The Slidell City Court's expanded display also includes a framed copy of the Constitution, the newspaper said. The new portraits contain many of the same figures, "historical lawgivers," depicted on the U.S. Supreme Court courtroom's north and south walls.

However, the Supreme Court's art does not include Jesus.

It's the principle, not the cell phone

FORT WAYNE, Ind., Sept. 7 (UPI) -- When a man took his cell phone into an Indiana courthouse despite a cell phone ban, officials took it from him -- now he's lost a legal battle to get it back.

Allen County Superior Court Judge Fran Gull rejected Rick Snider's plea to get his phone back, and ordered sheriff's deputies to destroy it. Snider argued that the cell phone is a tool.

It wasn't as if Snider hadn't been warned.

Gull announced a county judges' decision in January to ban all electronic devices from the courthouse, the Justice Center, the juvenile center and the court annex, which houses the small claims court, The Fort Wayne (Ind.) Journal Gazette said.

The ban doesn't just include cell phones -- it also includes iPods, cameras and pagers.

But Snider feels he's being treated unfairly.

When he went into the annex, Snider said he saw a sign that said, “No cell phones beyond this point,” so he left his phone near the sign.


It was confiscated anyway.

“I’m not going to let this go,” Snider told the newspaper. “I’m going to take it as high as I have to. It’s not about the cell phone … It’s more of a principle.”

Trash can helps save baby in California

SAN JOSE, Calif., Sept. 7 (UPI) -- A mother in San Jose, Calif., hid her baby in a trash can this week in a desperate but successful attempt to protect the infant from a raging pit bull.

The San Jose (Calif.) Mercury News said that when faced with the possibility of having the dog attack her 4-month-old son, Angela Silva chose to use a trash can as a temporary baby shelter.

The 32-year-old mother said she was attacked by the 80-pound dog, which lived next door, when she went out to the garage Tuesday, cradling her son in her arms.
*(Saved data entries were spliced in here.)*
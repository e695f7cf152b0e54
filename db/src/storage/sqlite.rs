use std::{path::Path, str::FromStr, time::Duration};

use async_trait::async_trait;
use chrono::{DateTime, SubsecRound, TimeDelta, Utc};
use sqlx::{
    Row, SqliteConnection, SqlitePool,
    migrate::Migrator,
    sqlite::{
        SqliteConnectOptions, SqliteJournalMode, SqlitePoolOptions, SqliteRow, SqliteSynchronous,
    },
};
use tracing::{debug, info, instrument, warn};
use uuid::Uuid;

use crate::{
    models::{DbAgent, DbPairingKey, RemainingUses, generate_pairing_key},
    storage::{
        AgentStore, CreatePairingKeyParams, EnrollmentStore, PairingKeyStore, Storage, StoreError,
    },
};

static MIGRATOR: Migrator = sqlx::migrate!();

/// Attempts at generating a fresh random identifier before giving up.
const MAX_ID_ATTEMPTS: usize = 5;

const BUSY_TIMEOUT: Duration = Duration::from_secs(5);

const PAIRING_KEY_COLUMNS: &str = "key, target_switch_ref, valid_until, remaining_uses, created_at";
const AGENT_COLUMNS: &str = "id, name, workload_ref, credential, last_heartbeat, created_at";

#[derive(Debug, Clone)]
pub struct SqliteStorage {
    pool: SqlitePool,
}

impl SqliteStorage {
    /// Initialize a brand new database file.
    ///
    /// Fails with [`StoreError::AlreadyInitialized`] if the file exists, so an
    /// explicit setup never silently reuses an old database.
    pub async fn create(path: impl AsRef<Path>, max_connections: u32) -> Result<Self, StoreError> {
        let path = path.as_ref();
        if path.exists() {
            return Err(StoreError::AlreadyInitialized(path.to_path_buf()));
        }

        info!(path = %path.display(), "Creating database");
        Self::connect(path, true, max_connections).await
    }

    /// Open an existing database file, applying any pending migrations.
    pub async fn open(path: impl AsRef<Path>, max_connections: u32) -> Result<Self, StoreError> {
        let path = path.as_ref();
        if !path.exists() {
            return Err(StoreError::NotInitialized(path.to_path_buf()));
        }

        debug!(path = %path.display(), "Opening database");
        Self::connect(path, false, max_connections).await
    }

    pub async fn open_or_create(
        path: impl AsRef<Path>,
        max_connections: u32,
    ) -> Result<Self, StoreError> {
        let path = path.as_ref();
        if path.exists() {
            Self::open(path, max_connections).await
        } else {
            Self::create(path, max_connections).await
        }
    }

    /// An ephemeral database that lives as long as this storage does.
    pub async fn in_memory() -> Result<Self, StoreError> {
        let options = SqliteConnectOptions::from_str("sqlite::memory:")?.foreign_keys(true);

        // Every connection to :memory: is its own database, so pin exactly one.
        let pool = SqlitePoolOptions::new()
            .max_connections(1)
            .min_connections(1)
            .idle_timeout(None::<Duration>)
            .max_lifetime(None::<Duration>)
            .connect_with(options)
            .await?;

        Self::from_pool(pool).await
    }

    async fn connect(
        path: &Path,
        create_if_missing: bool,
        max_connections: u32,
    ) -> Result<Self, StoreError> {
        let options = SqliteConnectOptions::new()
            .filename(path)
            .create_if_missing(create_if_missing)
            .journal_mode(SqliteJournalMode::Wal)
            .synchronous(SqliteSynchronous::Normal)
            .busy_timeout(BUSY_TIMEOUT)
            .foreign_keys(true);

        let pool = SqlitePoolOptions::new()
            .max_connections(max_connections.max(1))
            .connect_with(options)
            .await?;

        Self::from_pool(pool).await
    }

    async fn from_pool(pool: SqlitePool) -> Result<Self, StoreError> {
        MIGRATOR.run(&pool).await?;
        Ok(Self { pool })
    }
}

/// Stored timestamps have second resolution; truncating up front keeps the
/// value handed back by `create` equal to what `get` later reads.
fn now() -> DateTime<Utc> {
    Utc::now().trunc_subsecs(0)
}

fn timestamp(secs: i64) -> Result<DateTime<Utc>, StoreError> {
    DateTime::from_timestamp(secs, 0)
        .ok_or_else(|| StoreError::Corrupt(format!("timestamp out of range: {secs}")))
}

fn is_unique_violation(err: &sqlx::Error, column: &str) -> bool {
    match err {
        sqlx::Error::Database(db_err) => {
            let message = db_err.message();
            (db_err.is_unique_violation() || message.starts_with("UNIQUE constraint failed"))
                && message.contains(column)
        }
        _ => false,
    }
}

fn pairing_key_from_row(row: &SqliteRow) -> Result<DbPairingKey, StoreError> {
    Ok(DbPairingKey {
        key: row.try_get("key")?,
        target_switch_ref: row.try_get("target_switch_ref")?,
        valid_until: row
            .try_get::<Option<i64>, _>("valid_until")?
            .map(timestamp)
            .transpose()?,
        remaining_uses: RemainingUses::from_column(row.try_get("remaining_uses")?),
        created_at: timestamp(row.try_get("created_at")?)?,
    })
}

fn agent_from_row(row: &SqliteRow) -> Result<DbAgent, StoreError> {
    let id: String = row.try_get("id")?;

    Ok(DbAgent {
        id: Uuid::parse_str(&id)
            .map_err(|e| StoreError::Corrupt(format!("invalid agent id {id:?}: {e}")))?,
        name: row.try_get("name")?,
        workload_ref: row.try_get("workload_ref")?,
        credential: row.try_get("credential")?,
        last_heartbeat: timestamp(row.try_get("last_heartbeat")?)?,
        created_at: timestamp(row.try_get("created_at")?)?,
    })
}

async fn fetch_pairing_key(
    conn: &mut SqliteConnection,
    key: &str,
) -> Result<Option<DbPairingKey>, StoreError> {
    let row = sqlx::query(&format!(
        "SELECT {PAIRING_KEY_COLUMNS} FROM pairing_keys WHERE key = ?1"
    ))
    .bind(key)
    .fetch_optional(&mut *conn)
    .await?;

    row.as_ref().map(pairing_key_from_row).transpose()
}

/// Insert a new agent, regenerating its id on the (unlikely) event of a
/// primary key collision.
async fn insert_agent(
    conn: &mut SqliteConnection,
    name: &str,
    workload_ref: &str,
    now: DateTime<Utc>,
) -> Result<DbAgent, StoreError> {
    for attempt in 1..=MAX_ID_ATTEMPTS {
        let agent = DbAgent::new(name, workload_ref, now);

        let result = sqlx::query(&format!(
            "INSERT INTO agents ({AGENT_COLUMNS}) VALUES (?1, ?2, ?3, ?4, ?5, ?6)"
        ))
        .bind(agent.id.to_string())
        .bind(&agent.name)
        .bind(&agent.workload_ref)
        .bind(&agent.credential)
        .bind(agent.last_heartbeat.timestamp())
        .bind(agent.created_at.timestamp())
        .execute(&mut *conn)
        .await;

        match result {
            Ok(_) => return Ok(agent),
            Err(e) if is_unique_violation(&e, "agents.name") => {
                return Err(StoreError::NameTaken(name.to_string()));
            }
            Err(e) if is_unique_violation(&e, "agents.id") => {
                warn!(attempt, "Agent id collision, regenerating");
            }
            Err(e) => return Err(e.into()),
        }
    }

    Err(StoreError::IdentifierCollision(MAX_ID_ATTEMPTS))
}

#[async_trait]
impl Storage for SqliteStorage {
    async fn ping(&self) -> Result<(), StoreError> {
        sqlx::query("SELECT 1").execute(&self.pool).await?;
        Ok(())
    }
}

#[async_trait]
impl PairingKeyStore for SqliteStorage {
    #[instrument(skip(self))]
    async fn create(&self, params: CreatePairingKeyParams) -> Result<DbPairingKey, StoreError> {
        if params.remaining_uses.is_exhausted() {
            return Err(StoreError::InvalidArgument(
                "remaining uses cannot be 0".into(),
            ));
        }

        let created_at = now();
        let valid_until = match params.valid_for {
            Some(valid_for) if valid_for < TimeDelta::zero() => {
                return Err(StoreError::InvalidArgument(
                    "validity period cannot be negative".into(),
                ));
            }
            Some(valid_for) => Some(created_at.checked_add_signed(valid_for).ok_or_else(|| {
                StoreError::InvalidArgument("validity period is too large".into())
            })?),
            None => None,
        };

        for attempt in 1..=MAX_ID_ATTEMPTS {
            let key = DbPairingKey {
                key: generate_pairing_key(),
                target_switch_ref: params.target_switch_ref.clone(),
                valid_until,
                remaining_uses: params.remaining_uses,
                created_at,
            };

            let result = sqlx::query(&format!(
                "INSERT INTO pairing_keys ({PAIRING_KEY_COLUMNS}) VALUES (?1, ?2, ?3, ?4, ?5)"
            ))
            .bind(&key.key)
            .bind(key.target_switch_ref.as_deref())
            .bind(key.valid_until.map(|t| t.timestamp()))
            .bind(key.remaining_uses.to_column())
            .bind(key.created_at.timestamp())
            .execute(&self.pool)
            .await;

            match result {
                Ok(_) => {
                    info!(
                        remaining_uses = %key.remaining_uses,
                        valid_until = ?key.valid_until,
                        target_switch_ref = ?key.target_switch_ref,
                        "Pairing key created"
                    );
                    return Ok(key);
                }
                Err(e) if is_unique_violation(&e, "pairing_keys.key") => {
                    warn!(attempt, "Pairing key collision, regenerating");
                }
                Err(e) => return Err(e.into()),
            }
        }

        Err(StoreError::IdentifierCollision(MAX_ID_ATTEMPTS))
    }

    #[instrument(skip_all)]
    async fn get(&self, key: &str) -> Result<Option<DbPairingKey>, StoreError> {
        let mut conn = self.pool.acquire().await?;
        fetch_pairing_key(&mut conn, key).await
    }

    async fn list(&self) -> Result<Vec<DbPairingKey>, StoreError> {
        let rows = sqlx::query(&format!(
            "SELECT {PAIRING_KEY_COLUMNS} FROM pairing_keys ORDER BY created_at, key"
        ))
        .fetch_all(&self.pool)
        .await?;

        rows.iter().map(pairing_key_from_row).collect()
    }

    #[instrument(skip_all)]
    async fn delete(&self, key: &str) -> Result<(), StoreError> {
        let result = sqlx::query("DELETE FROM pairing_keys WHERE key = ?1")
            .bind(key)
            .execute(&self.pool)
            .await?;

        if result.rows_affected() == 0 {
            return Err(StoreError::NotFound);
        }

        info!("Pairing key deleted");
        Ok(())
    }

    #[instrument(skip_all)]
    async fn decrement_use(&self, key: &str) -> Result<(), StoreError> {
        let mut conn = self.pool.acquire().await?;

        // NULL - 1 stays NULL, so unlimited keys match but are not changed.
        let result = sqlx::query(
            "UPDATE pairing_keys SET remaining_uses = remaining_uses - 1
             WHERE key = ?1 AND (remaining_uses IS NULL OR remaining_uses > 0)",
        )
        .bind(key)
        .execute(&mut *conn)
        .await?;

        if result.rows_affected() == 0 {
            return match fetch_pairing_key(&mut conn, key).await? {
                None => Err(StoreError::NotFound),
                Some(_) => Err(StoreError::KeyExhausted),
            };
        }

        Ok(())
    }
}

#[async_trait]
impl AgentStore for SqliteStorage {
    #[instrument(skip(self))]
    async fn create(&self, name: &str, workload_ref: &str) -> Result<DbAgent, StoreError> {
        let mut conn = self.pool.acquire().await?;
        let agent = insert_agent(&mut conn, name, workload_ref, now()).await?;

        info!(agent_id = %agent.id, "Agent created");
        Ok(agent)
    }

    async fn get(&self, id: Uuid) -> Result<Option<DbAgent>, StoreError> {
        let row = sqlx::query(&format!("SELECT {AGENT_COLUMNS} FROM agents WHERE id = ?1"))
            .bind(id.to_string())
            .fetch_optional(&self.pool)
            .await?;

        row.as_ref().map(agent_from_row).transpose()
    }

    async fn name_exists(&self, name: &str) -> Result<bool, StoreError> {
        let count: i64 = sqlx::query_scalar("SELECT COUNT(*) FROM agents WHERE name = ?1")
            .bind(name)
            .fetch_one(&self.pool)
            .await?;

        Ok(count > 0)
    }

    async fn list(&self) -> Result<Vec<DbAgent>, StoreError> {
        let rows = sqlx::query(&format!(
            "SELECT {AGENT_COLUMNS} FROM agents ORDER BY created_at, name"
        ))
        .fetch_all(&self.pool)
        .await?;

        rows.iter().map(agent_from_row).collect()
    }

    #[instrument(skip(self))]
    async fn delete(&self, id: Uuid) -> Result<(), StoreError> {
        let result = sqlx::query("DELETE FROM agents WHERE id = ?1")
            .bind(id.to_string())
            .execute(&self.pool)
            .await?;

        if result.rows_affected() == 0 {
            return Err(StoreError::NotFound);
        }

        info!("Agent deleted");
        Ok(())
    }

    #[instrument(skip(self))]
    async fn delete_all(&self) -> Result<u64, StoreError> {
        let result = sqlx::query("DELETE FROM agents").execute(&self.pool).await?;

        info!(count = result.rows_affected(), "All agents deleted");
        Ok(result.rows_affected())
    }

    #[instrument(skip(self))]
    async fn heartbeat(&self, id: Uuid) -> Result<(), StoreError> {
        let result = sqlx::query("UPDATE agents SET last_heartbeat = ?1 WHERE id = ?2")
            .bind(now().timestamp())
            .bind(id.to_string())
            .execute(&self.pool)
            .await?;

        if result.rows_affected() == 0 {
            return Err(StoreError::NotFound);
        }

        Ok(())
    }
}

#[async_trait]
impl EnrollmentStore for SqliteStorage {
    #[instrument(skip(self, key))]
    async fn redeem_and_register(
        &self,
        key: &str,
        name: &str,
        workload_ref: &str,
    ) -> Result<DbAgent, StoreError> {
        let now = now();

        // Dropping the transaction on any early return rolls it back.
        let mut tx = self.pool.begin().await?;

        let agent = insert_agent(&mut tx, name, workload_ref, now).await?;

        let result = sqlx::query(
            "UPDATE pairing_keys SET remaining_uses = remaining_uses - 1
             WHERE key = ?1
               AND (remaining_uses IS NULL OR remaining_uses > 0)
               AND (valid_until IS NULL OR valid_until > ?2)",
        )
        .bind(key)
        .bind(now.timestamp())
        .execute(&mut *tx)
        .await?;

        if result.rows_affected() == 0 {
            let current = fetch_pairing_key(&mut tx, key).await?;
            debug!("Pairing key no longer redeemable, rolling back");

            return Err(match current {
                None => StoreError::NotFound,
                Some(current) => match current.check_redeemable(now) {
                    Err(rejection) => rejection.into(),
                    Ok(()) => StoreError::Corrupt(
                        "pairing key is redeemable but could not be charged".into(),
                    ),
                },
            });
        }

        tx.commit().await?;

        info!(agent_id = %agent.id, "Agent registered with pairing key");
        Ok(agent)
    }
}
Silva said the dog knocked the trash can over and began to close in on her child. She threw herself between the two, suffering numerous bites from the animal before two nearby contractors scared the dog away.

Silva told the newspaper she will never forget the experience.

"This was just so traumatic," she said. "Every time I closed my eyes, I just thought about that dog.”


Pink Tasers still pack quite a wallop

SCOTTSDALE, Ariz., Sept. 7 (UPI) -- Arizona's Taser International Inc., looking to the female potential buyer, redefines shocking colors with 50,000-volt Tasers in high-fashion hues.

The folks at Taser are flooding the market with a new Taser geared toward women that delivers a 50,000-volt jolt with a fashionable casing, The Washington Times reported.

The pink, purple, silver and blue Tasers have been selling at a rapid pace since they were introduced in July.

"It's been phenomenal," Taser International President Kathy Hanrahan told the Times.

"There are millions of people who want to be able to protect themselves but don't want to carry a firearm," said Hanrahan. "We wanted to provide an alternative without having to take a life."

The Taser C2 costs about $350 and is about the size of a cell phone.